Why we moved from Heroku to EC2

Posted by Vincent Daubry on October 21, 2014

Introduction

Youboox is a young startup offering a subscription to ebooks. Over the time we discovered the challenges of processing long and complex background jobs on Heroku, we’ll see how we solved them by moving our book pour processing infrastructure to EC2.

Why we started with Heroku :

Late 2011 when we started to write the first lines of code for Youboox, we had very limited ressources and a lot of things to do. The beta service included :

  • 1 Rails app for publisher to upload their books
  • 1 iPad app
  • 1 json API in rails

At that time we had 2 priorities : signing deal with publishers and growing our user base.

Our technical choices aimed at delivering value as fast as possible to users and publishers. We were focused on development rather than managing infrastructure, so Heroku was a perfect fit in this situation, it was great to get up and running fast without ever having to ssh to a server. If i had to do it again i would definitely go for Heroku.

Our context

When we receive a new book we start a backround job that will :

  • Compress the book (ex : extracting image, compressing them, etc)
  • Slice the book into several smaller files, so we can send only pages corresponding to the current position of the user in the book
  • Crypt the file to apply our custom DRM

These jobs take between a few minutes to almost an hour for the larger books (some of the files we receive are over 100 Mo)

Our book processing infrastructure :

At the betinning of 2012 after a few months of development we released our beta, this is how our background job infrastructure looked like :

It was fairly simple : A publisher would upload a book on our web app It started a background job, that includes the following steps :

  • Compressing
  • Slicing
  • crypting

When the job was done the files were stored on AWS S3

Monitoring problems :

This simple approach roughly worked. But we soon discovered it had several drawbacks :
The book industry is very different from the music or film industry, the standard for digital books is the epub format, problem is every publisher is doing it their own way.
Everytime we would sign a new publisher we received a different epub format…

As you can imagine this creates a lot of unexpected behavior during the processing. Heroku makes it really hard to investigate this kind of error :
The platform was not designed to easily SSH on a worker and inspect what process is using too much ressources. Heroku also kills a lot of worker, which is ok when you have a lot of short jobs, but becomes a problem when you are running few long running jobs :

  • worker are restarted every 24h
  • When heroku detects a problem on a worker (high load, etc) it tends to kill it
  • when RAM is getting over 500% of your quota it gets killed

We couldn’t easily scale the number of worker according to the number of books in the queue. When we receive a batch of new books we would starts more worker, and then manually shut them down. This caused a lot wasted processing power (and money..)

Note: At that time we tried Hirefire which was at its early stage and not production ready.

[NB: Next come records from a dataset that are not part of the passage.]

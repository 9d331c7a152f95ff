//! core::config::schema
//!
//! Configuration schema types.
//!
//! # Example
//!
//! ```toml
//! workspace_root = "/workspace"
//!
//! [settings]
//! concurrency_limit = 4
//! fail_fast = false
//! retry_count = 3
//! retry_backoff_base_ms = 500
//! lock_timeout_ms = 30000
//! sync_timeout_secs = 600
//!
//! [[repository]]
//! name = "assisted-service"
//! remote_url = "https://github.com/openshift/assisted-service.git"
//! branch = "master"
//! ```
//!
//! # Validation
//!
//! Settings are validated after parsing. Repository entries are only
//! checked for duplicates here; their fields are validated per entry when
//! a run resolves them, so one bad entry fails only its own sync.

use std::collections::HashSet;
use std::path::PathBuf;

use serde::{Deserialize, Serialize};

use super::ConfigError;
use crate::sync::RepositoryEntry;

/// The whole configuration file.
#[derive(Debug, Clone, Default, Serialize, Deserialize, PartialEq, Eq)]
#[serde(default, deny_unknown_fields)]
pub struct FileConfig {
    /// Directory all checkouts live under (the mounted volume).
    #[serde(skip_serializing_if = "Option::is_none")]
    pub workspace_root: Option<PathBuf>,

    /// Run-wide settings.
    pub settings: Settings,

    /// Repositories, in the order they are reported.
    #[serde(rename = "repository", skip_serializing_if = "Vec::is_empty")]
    pub repositories: Vec<RepositoryEntry>,
}

impl FileConfig {
    /// Validate settings and reject duplicate repositories.
    ///
    /// # Errors
    ///
    /// Returns `ConfigError::InvalidValue` naming the first problem found.
    pub fn validate(&self) -> Result<(), ConfigError> {
        self.settings.validate()?;

        let mut names = HashSet::new();
        let mut paths = HashSet::new();
        for entry in &self.repositories {
            if !names.insert(entry.name.as_str()) {
                return Err(ConfigError::InvalidValue(format!(
                    "duplicate repository name '{}'",
                    entry.name
                )));
            }
            let path = entry.relative_path().components().collect::<PathBuf>();
            if !paths.insert(path) {
                return Err(ConfigError::InvalidValue(format!(
                    "repository '{}' uses checkout path '{}' already taken by another entry",
                    entry.name,
                    entry.relative_path().display()
                )));
            }
        }

        Ok(())
    }
}

/// Run-wide settings. Unset values fall back to defaults in
/// [`super::Config`]'s accessors.
#[derive(Debug, Clone, Default, Serialize, Deserialize, PartialEq, Eq)]
#[serde(default, deny_unknown_fields)]
pub struct Settings {
    /// Maximum syncs in flight at once
    pub concurrency_limit: Option<usize>,

    /// Stop scheduling new syncs after the first failure
    pub fail_fast: Option<bool>,

    /// Total transfer attempts per sync
    pub retry_count: Option<u32>,

    /// Delay before the first retry, doubled per attempt
    pub retry_backoff_base_ms: Option<u64>,

    /// Bounded wait for a checkout lock
    pub lock_timeout_ms: Option<u64>,

    /// Deadline for a single sync
    pub sync_timeout_secs: Option<u64>,
}

impl Settings {
    /// Validate the configuration values.
    ///
    /// # Errors
    ///
    /// Returns `ConfigError::InvalidValue` if any value is invalid.
    pub fn validate(&self) -> Result<(), ConfigError> {
        if self.concurrency_limit == Some(0) {
            return Err(ConfigError::InvalidValue(
                "concurrency_limit must be greater than zero".into(),
            ));
        }
        if self.retry_count == Some(0) {
            return Err(ConfigError::InvalidValue(
                "retry_count must be at least 1 (it counts the first attempt)".into(),
            ));
        }
        if self.sync_timeout_secs == Some(0) {
            return Err(ConfigError::InvalidValue(
                "sync_timeout_secs must be greater than zero".into(),
            ));
        }
        Ok(())
    }
}
//! sync
//!
//! Idempotent "clone or pull" of a single repository.
//!
//! # Modules
//!
//! - [`spec`] - Raw config entries and validated [`RepositorySpec`]s
//! - [`workspace`] - Classifying and clearing checkout directories
//! - [`syncer`] - [`RepositorySyncer`], the clone-or-pull routine
//! - [`retry`] - Bounded exponential backoff for transfers
//! - [`cancel`] - Cooperative cancellation
//! - [`result`] - Outcomes, [`ErrorKind`] and [`SyncResult`]
//!
//! # Invariants
//!
//! - A sync on an up-to-date checkout rewrites no tracked metadata
//! - A checkout is never left with git metadata and incomplete content
//!   unless a marker says so
//! - Only fast-forwards are applied; everything else is `DivergedHistory`

pub mod cancel;
pub mod result;
pub mod retry;
pub mod spec;
pub mod syncer;
pub mod workspace;

pub use cancel::{Cancellation, Cancelled};
pub use result::{ErrorKind, Outcome, SyncError, SyncFailure, SyncResult};
pub use retry::{RetryError, RetryPolicy};
pub use spec::{RepositoryEntry, RepositorySpec, SpecError};
pub use syncer::{RepositorySyncer, SyncOptions};
pub use workspace::WorkspaceState;
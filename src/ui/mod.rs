//! ui
//!
//! User-facing output.
//!
//! # Modules
//!
//! - [`output`] - Summary tables, JSON output, and verbosity
//! - [`logging`] - Tracing subscriber setup
//!
//! # Design
//!
//! All terminal output goes through this module: summaries to stdout, logs
//! and errors to stderr.

pub mod logging;
pub mod output;
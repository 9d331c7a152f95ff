//! cli::commands
//!
//! Command dispatch and handlers.
//!
//! # Architecture
//!
//! Each command handler:
//! 1. Loads and validates configuration (with its flag overrides)
//! 2. Calls the driver or the read-only inspection helpers
//! 3. Formats and displays output
//!
//! # Async Commands
//!
//! `sync` runs the async driver. The handler builds a tokio runtime and
//! blocks on it, so dispatch itself stays synchronous.

mod completion;
mod config_cmd;
mod status;
mod sync;

pub use completion::completion;
pub use config_cmd::{show as config_show, validate as config_validate};
pub use status::status;
pub use sync::sync;

use anyhow::{Context as _, Result};
use tracing::debug;

use super::args::{Command, ConfigAction};
use super::{Context, Exit};
use crate::core::config::{Config, Overrides};

/// Dispatch a command to its handler.
pub fn dispatch(command: Command, ctx: &Context) -> Result<Exit> {
    match command {
        Command::Sync(args) => sync::sync(ctx, &args),
        Command::Status { workspace, json } => status::status(ctx, workspace, json),
        Command::Config { action } => match action {
            ConfigAction::Show => config_cmd::show(ctx),
            ConfigAction::Validate => config_cmd::validate(ctx),
        },
        Command::Completion { shell } => {
            completion::completion(shell)?;
            Ok(Exit::Success)
        }
    }
}

/// Load configuration, apply flag overrides, and validate.
fn load_config(ctx: &Context, overrides: &Overrides) -> Result<Config> {
    let mut config =
        Config::load(ctx.config_path.as_deref()).context("failed to load configuration")?;
    config.apply_overrides(overrides);
    config.validate().context("invalid configuration")?;

    if let Some(path) = config.loaded_from() {
        debug!(path = %path.display(), "loaded configuration");
    }
    Ok(config)
}
//! core
//!
//! Core domain types, schemas, and on-disk operations for reposync.
//!
//! # Modules
//!
//! - [`types`] - Strong types: RepoName, RemoteUrl, BranchName, Oid, etc.
//! - [`paths`] - Centralized path routing for checkouts and sibling files
//! - [`ops`] - Checkout locking and in-progress markers
//! - [`config`] - Configuration schema and loading
//!
//! # Design Principles
//!
//! - Strong typing prevents invalid states at compile time
//! - Schemas are strict and self-describing
//! - Everything reposync writes outside a checkout is computed in `paths`

pub mod config;
pub mod ops;
pub mod paths;
pub mod types;
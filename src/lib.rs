//! reposync - Idempotent clone-or-pull for a workspace of git repositories
//!
//! reposync keeps a set of local checkouts (typically on a persistent volume
//! mounted into an init container) in line with their remote branches. A
//! run can be repeated any number of times: absent checkouts are cloned,
//! checkouts left corrupted by an interrupted run are recloned, and healthy
//! ones are fast-forwarded or left untouched.
//!
//! # Architecture
//!
//! The codebase follows a strict layered architecture:
//!
//! - [`cli`] - Command-line interface layer (parses args, delegates to driver)
//! - [`driver`] - Runs many syncs with bounded parallelism and fail-fast
//! - [`sync`] - The per-repository clone-or-pull routine
//! - [`core`] - Domain types, paths, locking, markers, and configuration
//! - [`git`] - Single interface for all Git operations
//! - [`ui`] - Output formatting and logging setup
//!
//! # Correctness Invariants
//!
//! reposync maintains the following invariants:
//!
//! 1. At most one sync mutates a checkout at a time (per-checkout file lock)
//! 2. An interrupted mutation is always detectable on the next run
//! 3. Only fast-forwards are applied; local work is never overwritten
//! 4. A sync with nothing to do rewrites no tracked metadata

pub mod cli;
pub mod core;
pub mod driver;
pub mod git;
pub mod sync;
pub mod ui;
use std::process::ExitCode;

fn main() -> ExitCode {
    reposync::cli::run()
}
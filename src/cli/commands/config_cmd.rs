//! config command - Show or validate the effective configuration

use anyhow::{Context as _, Result};

use super::load_config;
use crate::cli::{Context, Exit};
use crate::core::config::Overrides;
use crate::ui::output;

/// Print the effective configuration as TOML.
pub fn show(ctx: &Context) -> Result<Exit> {
    let config = load_config(ctx, &Overrides::default())?;

    if let Some(path) = config.loaded_from() {
        println!("# loaded from {}", path.display());
    }
    print!("{}", config.to_toml().context("failed to render configuration")?);
    Ok(Exit::Success)
}

/// Validate the configuration and every repository entry.
///
/// Entry problems do not stop a sync run (they fail only their own
/// repository), but here they are reported together and make the command
/// fail.
pub fn validate(ctx: &Context) -> Result<Exit> {
    let config = load_config(ctx, &Overrides::default())?;
    let workspace = config.workspace()?;

    let problems: Vec<String> = config
        .repositories()
        .iter()
        .filter_map(|entry| {
            entry
                .resolve(&workspace)
                .err()
                .map(|e| format!("{}: {}", entry.name, e))
        })
        .collect();

    if problems.is_empty() {
        output::print(
            format!(
                "configuration OK: {} repositories under {}",
                config.repositories().len(),
                workspace.root().display()
            ),
            ctx.verbosity,
        );
        Ok(Exit::Success)
    } else {
        output::error(format!(
            "{} invalid repository entr{}:\n{}",
            problems.len(),
            if problems.len() == 1 { "y" } else { "ies" },
            output::format_list(&problems, "  - ")
        ));
        Ok(Exit::Usage)
    }
}
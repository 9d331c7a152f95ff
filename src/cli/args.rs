//! cli::args
//!
//! Command-line argument definitions using clap derive.
//!
//! # Global Flags
//!
//! These flags are available on all commands:
//! - `--help` / `-h`: Show help
//! - `--version`: Show version
//! - `--config <path>`: Use this config file instead of discovery
//! - `--debug`: Enable debug logging
//! - `--quiet` / `-q`: Only warnings and errors in logs, no summary
//! - `--log-format <text|json>`: Log line format

use std::path::PathBuf;
use std::time::Duration;

use clap::{Args, Parser, Subcommand, ValueEnum};

use crate::core::config::Overrides;
use crate::ui::logging::LogFormat;

/// reposync - Idempotent clone-or-pull for a workspace of git repositories
#[derive(Parser, Debug)]
#[command(name = "reposync")]
#[command(author, version, about, long_about = None)]
pub struct Cli {
    /// Config file (default: $REPOSYNC_CONFIG, then XDG and home locations)
    #[arg(long, global = true, value_name = "PATH")]
    pub config: Option<PathBuf>,

    /// Enable debug logging
    #[arg(long, global = true)]
    pub debug: bool,

    /// Minimal output
    #[arg(short, long, global = true)]
    pub quiet: bool,

    /// Log line format
    #[arg(long, global = true, value_enum, default_value_t = LogFormat::Text)]
    pub log_format: LogFormat,

    #[command(subcommand)]
    pub command: Command,
}

impl Cli {
    /// Parse command-line arguments.
    pub fn parse_args() -> Self {
        Parser::parse()
    }
}

/// Available commands.
#[derive(Subcommand, Debug)]
pub enum Command {
    /// Clone or fast-forward every configured repository
    #[command(
        long_about = "Clone or fast-forward every configured repository.\n\n\
            Each repository is brought in line with its configured branch: cloned when \
            its checkout is absent, recloned when a previous run left it corrupted, and \
            fast-forwarded otherwise. Local commits, local changes, and upstream history \
            rewrites are reported as DivergedHistory and never overwritten.",
        after_help = "\
EXIT STATUS:
    0    every repository synced (or best-effort mode)
    1    at least one repository failed under fail-fast
    2    configuration or usage error
    130  interrupted

EXAMPLES:
    # Sync everything in the configured workspace
    reposync sync

    # Sync two repositories into a different volume, stop on first failure
    reposync sync --workspace /mnt/data --only app --only docs --fail-fast"
    )]
    Sync(SyncArgs),

    /// Show the state of every configured checkout without changing anything
    Status {
        /// Workspace root (overrides config and $REPOSYNC_WORKSPACE)
        #[arg(long, value_name = "DIR")]
        workspace: Option<PathBuf>,

        /// Print machine-readable JSON
        #[arg(long)]
        json: bool,
    },

    /// Inspect the effective configuration
    Config {
        #[command(subcommand)]
        action: ConfigAction,
    },

    /// Generate shell completion scripts
    #[command(after_help = "\
EXAMPLES:
    reposync completion bash > /etc/bash_completion.d/reposync
    reposync completion zsh > \"${fpath[1]}/_reposync\"")]
    Completion {
        /// Shell to generate completions for
        #[arg(value_enum)]
        shell: Shell,
    },
}

/// Arguments for `reposync sync`.
#[derive(Args, Debug, Clone, Default)]
pub struct SyncArgs {
    /// Workspace root (overrides config and $REPOSYNC_WORKSPACE)
    #[arg(long, value_name = "DIR")]
    pub workspace: Option<PathBuf>,

    /// Stop starting new syncs after the first failure
    #[arg(long, conflicts_with = "best_effort")]
    pub fail_fast: bool,

    /// Attempt every repository and succeed regardless of failures
    #[arg(long)]
    pub best_effort: bool,

    /// Maximum syncs in flight
    #[arg(long, value_name = "N")]
    pub concurrency: Option<usize>,

    /// Only sync the named repository (repeatable)
    #[arg(long = "only", value_name = "NAME")]
    pub only: Vec<String>,

    /// Per-repository deadline in seconds
    #[arg(long, value_name = "SECS")]
    pub timeout: Option<u64>,

    /// Print the report as JSON
    #[arg(long)]
    pub json: bool,
}

impl SyncArgs {
    /// Config overrides carried by these flags.
    pub fn overrides(&self) -> Overrides {
        let fail_fast = match (self.fail_fast, self.best_effort) {
            (true, _) => Some(true),
            (_, true) => Some(false),
            _ => None,
        };
        Overrides {
            workspace_root: self.workspace.clone(),
            fail_fast,
            concurrency_limit: self.concurrency,
            sync_timeout: self.timeout.map(Duration::from_secs),
        }
    }
}

/// Config subcommands.
#[derive(Subcommand, Debug)]
pub enum ConfigAction {
    /// Print the effective configuration as TOML
    Show,
    /// Load and validate the configuration, including every repository entry
    Validate,
}

/// Supported shells for completion generation.
#[derive(Debug, Clone, Copy, PartialEq, Eq, ValueEnum)]
pub enum Shell {
    Bash,
    Zsh,
    Fish,
    #[value(name = "powershell")]
    PowerShell,
}
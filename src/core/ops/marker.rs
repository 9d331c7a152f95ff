//! core::ops::marker
//!
//! In-progress marker for checkout mutations.
//!
//! # Crash Safety Contract
//!
//! A `.git` directory alone does not prove a checkout is complete: a clone
//! killed mid-transfer leaves one behind. The marker closes that gap.
//!
//! 1. The marker is written (temp file, fsync, rename) **before** the first
//!    mutation of the checkout.
//! 2. It is removed only **after** the mutation has fully completed.
//! 3. Therefore, whenever a marker is found on startup, the last mutation
//!    did not complete, and its recorded [`Operation`] says how to recover:
//!    an interrupted clone is corrupted, an interrupted fast-forward needs
//!    its working tree repaired.
//!
//! # Storage
//!
//! - `<parent>/.<dir>.sync.json` - JSON document, one per checkout
//!
//! # Example
//!
//! ```no_run
//! use reposync::core::ops::marker::{Operation, SyncMarker};
//! use reposync::core::paths::CheckoutPaths;
//! use reposync::core::types::RepoName;
//!
//! let paths = CheckoutPaths::new("/workspace/app");
//! let marker = SyncMarker::new(RepoName::new("app")?, Operation::Clone, None);
//! marker.write(&paths)?;
//!
//! // ... clone ...
//!
//! SyncMarker::remove(&paths)?;
//! # Ok::<(), Box<dyn std::error::Error>>(())
//! ```

use std::fs::{self, OpenOptions};
use std::io::Write;
use std::path::PathBuf;

use serde::{Deserialize, Serialize};
use thiserror::Error;
use uuid::Uuid;

use crate::core::paths::CheckoutPaths;
use crate::core::types::{Oid, RepoName, UtcTimestamp};

/// Errors from marker operations.
#[derive(Debug, Error)]
pub enum MarkerError {
    #[error("marker i/o error at {}: {source}", path.display())]
    Io {
        path: PathBuf,
        source: std::io::Error,
    },

    #[error("marker at {} is unreadable: {message}", path.display())]
    Malformed { path: PathBuf, message: String },
}

/// The mutation a marker guards.
#[derive(Debug, Clone, Copy, PartialEq, Eq, Serialize, Deserialize)]
#[serde(rename_all = "snake_case")]
pub enum Operation {
    /// Full clone into an absent (or cleared) directory.
    Clone,
    /// Fast-forward of an existing checkout's branch and working tree.
    FastForward,
}

/// Durable record of an in-flight checkout mutation.
#[derive(Debug, Clone, PartialEq, Eq, Serialize, Deserialize)]
pub struct SyncMarker {
    /// Unique id of the operation, for correlating logs.
    pub op_id: Uuid,
    /// Which mutation was in flight.
    pub operation: Operation,
    /// Repository the checkout belongs to.
    pub name: RepoName,
    /// When the mutation started.
    pub started_at: UtcTimestamp,
    /// Target commit, when known up front (fast-forward).
    pub target: Option<Oid>,
}

impl SyncMarker {
    /// Create a marker for a new operation.
    pub fn new(name: RepoName, operation: Operation, target: Option<Oid>) -> Self {
        Self {
            op_id: Uuid::new_v4(),
            operation,
            name,
            started_at: UtcTimestamp::now(),
            target,
        }
    }

    /// Write the marker durably.
    ///
    /// Written to a temporary sibling, fsynced, then renamed into place, so
    /// a reader never observes a half-written marker.
    pub fn write(&self, paths: &CheckoutPaths) -> Result<(), MarkerError> {
        let path = paths.marker_path();
        let io_err = |source| MarkerError::Io {
            path: path.clone(),
            source,
        };

        fs::create_dir_all(paths.parent()).map_err(io_err)?;

        let content = serde_json::to_string_pretty(self).map_err(|e| MarkerError::Malformed {
            path: path.clone(),
            message: e.to_string(),
        })?;

        let temp_path = path.with_extension("json.tmp");
        let mut file = OpenOptions::new()
            .write(true)
            .create(true)
            .truncate(true)
            .open(&temp_path)
            .map_err(io_err)?;
        file.write_all(content.as_bytes()).map_err(io_err)?;
        file.sync_all().map_err(io_err)?;

        fs::rename(&temp_path, &path).map_err(io_err)?;
        Ok(())
    }

    /// Read the marker, if one exists.
    ///
    /// # Errors
    ///
    /// [`MarkerError::Malformed`] if the file exists but does not parse.
    /// Callers treat that as an interrupted clone.
    pub fn read(paths: &CheckoutPaths) -> Result<Option<Self>, MarkerError> {
        let path = paths.marker_path();
        let content = match fs::read_to_string(&path) {
            Ok(c) => c,
            Err(e) if e.kind() == std::io::ErrorKind::NotFound => return Ok(None),
            Err(source) => return Err(MarkerError::Io { path, source }),
        };

        serde_json::from_str(&content)
            .map(Some)
            .map_err(|e| MarkerError::Malformed {
                path,
                message: e.to_string(),
            })
    }

    /// Remove the marker. Removing a missing marker is not an error.
    pub fn remove(paths: &CheckoutPaths) -> Result<(), MarkerError> {
        let path = paths.marker_path();
        match fs::remove_file(&path) {
            Ok(()) => Ok(()),
            Err(e) if e.kind() == std::io::ErrorKind::NotFound => Ok(()),
            Err(source) => Err(MarkerError::Io { path, source }),
        }
    }

    /// Check if a marker exists.
    pub fn exists(paths: &CheckoutPaths) -> bool {
        paths.marker_path().exists()
    }
}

Service such as Adeptscale didn’t exist at that time.

We were also constrained by the binaries that were installed by default on Heroku instances, most of the time older version. It was very frustrating to face bugs in Imagemagick that had already been fixed and being unable to update it..

But despite these problems it was working.
What really made us switch to EC2 was the migration from Bamboo et Cedar. We were heavily relying on PDFTK to process PDF files, and this lib was simply removed from Cedar. We started to look how to create a custom buildpack for Cedar, but it just felt like we were really using a platform that didn’t suit our needs any more.

At this point we decided to extract all code related to background processing into a seperate ruby app and host it on EC2. It would allow us to install libs missing on the Cedar stack and at the same time solve the other issues we already had :

  • monitoring
  • auto scaling
  • debugging

Note: We were already using New relic which is an amazing tool for high level infrastructure monitoring. We had a general overview of the global health of our platform both with performance monitoring and alarming. But New relic is not designed to monitor process so it didn’t help to debug our background jobs : we needed to know what specific process was taking to much ram, when the local disk was full, etc

Our current infratructure for background job processing :

When we moved to EC2 our main concern was the deployment process. Coming from Heroku where everything is automated from day one, we were worried it would be long and painfull to get to the same level of automation and robustness.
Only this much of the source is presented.